Chapter NineYou know that feeling when you first wake up from a sleep so good that you sort of forget where you are, how you got there, and not really sure exactly what to do next, well that's how I felt waking up from my nap. Then the immediate panic of what time it is, the responsibilities that you have hit you like a ton of bricks. Welcome to the rollercoaster of emotions I experienced in the first ten seconds after waking from my nap. Fortunately, it was only ten minutes after I originally fell asleep, so I wondered why my body decided it was necessary to wake up and look around the room.
Upon first glance, nothing seemed to be out of place, then I noticed a camera in the room's corner by my door. I couldn't remember that being there before. My eyes continued to travel around the room, looking for any details that would help me discover why my brain was worried enough to wake me up. I almost concluded that it was just another dream that I couldn't remember, but then I looked down at the watch on my wrist and it read 5 hours later than the clock that was on my wall. The camera and the watch were weird but didn't present danger. I sat up hoping the watch was incorrect, otherwise I was going to be very late and in huge trouble for my late, and lack of attendance in class.
My mind started racing, and panic took me over. I suddenly felt like I wasn't getting air in my lungs, even though I was breathing. It was a panic attack and the longer I let it run loose, the longer it would have a hold of me. The walls closed in, and the room went dark. I hadn't experienced a panic attack like this in years. The last time it happened was only shortly after the accident when I woke up in what my brain perceived to be the middle of nowhere. I was sure it happened again until I saw the moon shining out the window, the same place it was the night before. This didn't explain the other details that were wrong in my room. I couldn't focus on that right now. If I focused on the things that were wrong, I will continue to spiral and be in real trouble.
Not sure if it would work, I looked out the window at the moon and tried to take deep, slow breaths. It took almost a full two minutes, but eventually, my vision cleared, and my mind stopped racing as fast. I could think straight again. I felt a comfort from looking at nature. When I had my panic attack on the street, I focused on the same flower that was planted all around this facility. I couldn't find any rational explanation for why this worked, but it did. I should look into getting a screensaver or something for my computer that would display pictures of nature. At least then I could only be a step or two away from starting to calm down.
Now that I was back in a state of mind to do something about my situation, I immediately stood up and tried the door, only to find that the door was locked. Someone must've switched the lock around to the outside of the door. Panicking again a little, I tried to find anything else out of place around the room, any hints about what was going on. Then I thought about the interview with Jax today. I didn't give him anything definitive. Could this be one test that they gave you? Thinking about it more made me even more sure that this was what was happening.

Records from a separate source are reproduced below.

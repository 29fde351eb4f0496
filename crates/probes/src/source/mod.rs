//! Data sources a probe can poll.
//!
//! A [`ConnectionProvider`] turns [`ConnectionSettings`] into a [`RowSource`],
//! the reusable handle a probe owns for its whole lifetime. The libsql
//! implementation keeps a small connection pool behind that handle.

mod pool;
mod provider;
mod settings;
mod value;

pub use pool::{LibsqlManager, LibsqlPool};
pub use provider::{DEFAULT_QUERY_TIMEOUT, LibsqlProvider, LibsqlSource};
pub use settings::{ConnectionSettings, Driver};
pub use value::{COLUMN_SEPARATOR, ColumnValue, Row};

use async_trait::async_trait;

use crate::error::SourceError;

/// Supplies a query handle for a configured data source
#[async_trait]
pub trait ConnectionProvider: Send + Sync {
    /// Open the data source described by `settings`
    async fn connect(
        &self,
        settings: &ConnectionSettings,
    ) -> Result<Box<dyn RowSource>, SourceError>;
}

/// Query handle bound to one data source
#[async_trait]
pub trait RowSource: Send + Sync {
    /// Run `query` with `param` as its only bound parameter and collect every row
    async fn fetch(&self, query: &str, param: &str) -> Result<Vec<Row>, SourceError>;
}
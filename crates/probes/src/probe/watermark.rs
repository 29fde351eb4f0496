use std::fmt;

use chrono::{DateTime, Utc};
use serde::{Deserialize, Serialize};

/// Point in time below which events are considered already processed.
///
/// Renders as `YYYY-MM-DD HH:MM:SS.mmm` (UTC) when bound into a query.
#[derive(Debug, Clone, Copy, PartialEq, Eq, PartialOrd, Ord, Hash)]
pub struct Watermark(DateTime<Utc>);

impl Watermark {
    pub const FORMAT: &'static str = "%Y-%m-%d %H:%M:%S%.3f";

    pub fn now() -> Self {
        Self(Utc::now())
    }

    pub fn as_datetime(&self) -> DateTime<Utc> {
        self.0
    }
}

impl From<DateTime<Utc>> for Watermark {
    fn from(value: DateTime<Utc>) -> Self {
        Self(value)
    }
}

impl fmt::Display for Watermark {
    fn fmt(&self, f: &mut fmt::Formatter<'_>) -> fmt::Result {
        write!(f, "{}", self.0.format(Self::FORMAT))
    }
}

/// Source of cycle start times
pub trait Clock: Send + Sync {
    fn now(&self) -> Watermark;
}

#[derive(Debug, Clone, Copy, Default)]
pub struct SystemClock;

impl Clock for SystemClock {
    fn now(&self) -> Watermark {
        Watermark::now()
    }
}

/// What happens to the watermark when a query failed during the cycle
#[derive(Debug, Clone, Copy, PartialEq, Eq, Default, Serialize, Deserialize)]
#[serde(rename_all = "lowercase")]
pub enum WatermarkPolicy {
    /// Move to the cycle start anyway; rows of the failed query in that
    /// window are never delivered.
    #[default]
    Advance,
    /// Keep the previous watermark so the next cycle covers the window again.
    /// Successful queries may then re-deliver rows.
    Hold,
}

impl WatermarkPolicy {
    /// Watermark to use after a cycle. Never moves backwards.
    pub fn next(self, previous: Watermark, cycle_start: Watermark, had_failures: bool) -> Watermark {
        match self {
            WatermarkPolicy::Hold if had_failures => previous,
            _ => previous.max(cycle_start),
        }
    }
}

Now that I knew this was a challenge to stay in the program, I could focus a little better. I couldn't figure out why I was needing to take part in it now. I should still have weeks until they expected me to move up. Still, the reason didn't really matter. What mattered was finding a way out of this horrible situation and surviving. I guess it wasn't horrible, but having a panic attack in my room while I could need to be attending class wasn't how I would choose to spend my day, either. I needed to find a way out of this room. I'm sure there would be additional challenges along the way, but for now, this would be my focus.

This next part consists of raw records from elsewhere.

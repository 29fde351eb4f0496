use std::time::Duration;

use async_trait::async_trait;
use reqwest::header::CONTENT_TYPE;
use tracing::{debug, warn};
use url::Url;

use super::envelope::NotificationEnvelope;
use crate::error::{ConfigError, NotifyError, ProbeError};

/// Path on the hub that accepts raw notifications
pub const NOTIFICATION_PATH: &str = "/rawNotification/simplePost";

/// Default upper bound on one hub request
pub const DEFAULT_HUB_TIMEOUT_SECONDS: u64 = 10;

/// Delivers notification envelopes somewhere
#[async_trait]
pub trait Notifier: Send + Sync {
    async fn notify(&self, envelope: &NotificationEnvelope) -> Result<(), NotifyError>;
}

/// POSTs envelopes as JSON to a notification hub.
///
/// The underlying client pools connections; every request's connection is
/// returned to the pool (or closed) when its response is dropped, whether the
/// call succeeded or not.
#[derive(Debug, Clone)]
pub struct NotificationSender {
    client: reqwest::Client,
    endpoint: String,
}

impl NotificationSender {
    pub fn new(hub_base_url: &str, timeout_seconds: u64) -> Result<Self, ProbeError> {
        validate_hub_url(hub_base_url)?;
        if timeout_seconds == 0 {
            return Err(ConfigError::ZeroTimeout("hub").into());
        }

        let client = reqwest::Client::builder()
            .timeout(Duration::from_secs(timeout_seconds))
            .user_agent(concat!("probes/", env!("CARGO_PKG_VERSION")))
            .build()?;

        let endpoint = format!("{}{}", hub_base_url.trim_end_matches('/'), NOTIFICATION_PATH);
        Ok(Self { client, endpoint })
    }

    /// Full URL notifications are posted to
    pub fn endpoint(&self) -> &str {
        &self.endpoint
    }
}

#[async_trait]
impl Notifier for NotificationSender {
    async fn notify(&self, envelope: &NotificationEnvelope) -> Result<(), NotifyError> {
        let body = serde_json::to_vec(envelope)?;

        debug!(url = %self.endpoint, topic = %envelope.topic, "Posting notification");

        let response = self
            .client
            .post(&self.endpoint)
            .header(CONTENT_TYPE, "application/json")
            .body(body)
            .send()
            .await
            .map_err(|source| NotifyError::Transport { url: self.endpoint.clone(), source })?;

        // The hub's answer does not change what the probe does next
        let status = response.status();
        if status.is_success() {
            debug!(status = status.as_u16(), "Hub accepted notification");
        } else {
            warn!(status = status.as_u16(), url = %self.endpoint, "Hub answered with a non-success status");
        }

        Ok(())
    }
}

/// Hub URLs must be absolute http(s) URLs
fn validate_hub_url(hub_base_url: &str) -> Result<(), ConfigError> {
    let parsed = Url::parse(hub_base_url).map_err(|e| ConfigError::HubUrl {
        url: hub_base_url.to_string(),
        reason: e.to_string(),
    })?;

    match parsed.scheme() {
        "http" | "https" => Ok(()),
        other => Err(ConfigError::HubUrl {
            url: hub_base_url.to_string(),
            reason: format!("unsupported scheme {other}"),
        }),
    }
}

#[cfg(test)]
mod tests {
    use super::*;

    #[test]
    fn test_endpoint_joins_path() {
        let sender = NotificationSender::new("http://hub.local:8080", 5).unwrap();
        assert_eq!(sender.endpoint(), "http://hub.local:8080/rawNotification/simplePost");
    }

    #[test]
    fn test_endpoint_trims_trailing_slash() {
        let sender = NotificationSender::new("https://hub.local/", 5).unwrap();
        assert_eq!(sender.endpoint(), "https://hub.local/rawNotification/simplePost");
    }

    #[test]
    fn test_rejects_bad_hub_urls() {
        for url in ["ftp://hub.local", "not-a-url", ""] {
            let result = NotificationSender::new(url, 5);
            assert!(
                matches!(result, Err(ProbeError::Config(ConfigError::HubUrl { .. }))),
                "{url} should be rejected"
            );
        }
    }

    #[test]
    fn test_rejects_zero_timeout() {
        let result = NotificationSender::new("http://hub.local:8080", 0);
        assert!(matches!(result, Err(ProbeError::Config(ConfigError::ZeroTimeout("hub")))));
    }
}
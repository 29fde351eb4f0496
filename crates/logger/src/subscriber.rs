use std::env::var;

use tracing::{level_filters::LevelFilter, warn};
use tracing_subscriber::{Layer, filter::EnvFilter, layer::SubscriberExt, util::SubscriberInitExt};

/// Output format of the log lines, selected with `RUST_LOG_FORMAT`
#[derive(Debug, Clone, Copy, PartialEq, Eq, Default)]
pub enum LogFormat {
    Json,
    #[default]
    Compact,
}

impl LogFormat {
    /// Anything other than `json` falls back to compact output
    pub fn from_env_value(value: &str) -> Self {
        if value.trim().eq_ignore_ascii_case("json") { Self::Json } else { Self::Compact }
    }

    fn from_env() -> Self {
        match var("RUST_LOG_FORMAT") {
            Ok(value) => Self::from_env_value(&value),
            Err(_) => Self::default(),
        }
    }
}

/// Install the global subscriber at `INFO` unless `RUST_LOG` says otherwise
pub fn init_tracing() {
    init_tracing_with(LevelFilter::INFO);
}

/// Install the global subscriber with `level` as the default directive.
///
/// Calling this twice leaves the first subscriber in place.
pub fn init_tracing_with(level: LevelFilter) {
    let env_filter = EnvFilter::builder().with_default_directive(level.into()).from_env_lossy();

    let log_layer = match LogFormat::from_env() {
        LogFormat::Json => tracing_subscriber::fmt::layer()
            .json()
            .with_current_span(false)
            .with_filter(env_filter)
            .boxed(),
        LogFormat::Compact => tracing_subscriber::fmt::layer()
            .compact()
            .with_target(false)
            .with_filter(env_filter)
            .boxed(),
    };

    if let Err(error) = tracing_subscriber::registry().with(log_layer).try_init() {
        warn!("Tracing subscriber already installed: {error}");
    }
}

#[cfg(test)]
mod tests {
    use super::*;

    #[test]
    fn test_format_from_env_value() {
        assert_eq!(LogFormat::from_env_value("json"), LogFormat::Json);
        assert_eq!(LogFormat::from_env_value(" JSON "), LogFormat::Json);
        assert_eq!(LogFormat::from_env_value("compact"), LogFormat::Compact);
        assert_eq!(LogFormat::from_env_value(""), LogFormat::Compact);
    }

    #[test]
    fn test_init_twice_is_harmless() {
        init_tracing_with(LevelFilter::DEBUG);
        init_tracing();
    }
}
use std::sync::atomic::{AtomicUsize, Ordering};

use deadpool::managed::{self, Pool, RecycleError, RecycleResult};
use libsql::{Connection, Database, Error as LibsqlError};

/// Hands out connections to a single libsql database and health-checks
/// them before they are reused.
pub struct LibsqlManager {
    database: Database,
    recycle_count: AtomicUsize,
}

impl LibsqlManager {
    pub fn new(database: Database) -> Self {
        Self { database, recycle_count: AtomicUsize::new(0) }
    }

    /// Number of times a pooled connection has been handed back out
    pub fn recycle_count(&self) -> usize {
        self.recycle_count.load(Ordering::Relaxed)
    }
}

impl managed::Manager for LibsqlManager {
    type Type = Connection;
    type Error = LibsqlError;

    async fn create(&self) -> Result<Self::Type, Self::Error> {
        self.database.connect()
    }

    async fn recycle(
        &self,
        conn: &mut Self::Type,
        _: &managed::Metrics,
    ) -> RecycleResult<Self::Error> {
        self.recycle_count.fetch_add(1, Ordering::Relaxed);
        conn.query("SELECT 1", ())
            .await?
            .next()
            .await?
            .ok_or_else(|| RecycleError::Message("health check returned no rows".into()))?;
        Ok(())
    }
}

pub type LibsqlPool = Pool<LibsqlManager>;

I never thought that knowing the details of my room would be something that would benefit me, but in this case, I was sure that it would. The small things out of place, like my light being on, let me know that someone recently was in my room. I wasn't sure how they could walk around in here without my hearing. Ever since I was a little kid, I always heard anything moving around in my room. When I was young, it was the silly kid in me hoping that my parents returned, and they weren't really dead. As I got older, it became a safety policy, living where ever with no one to watch your back was difficult and caused me to be a very light sleeper. People rarely had bad intentions, but I always thought I was better safe than sorry.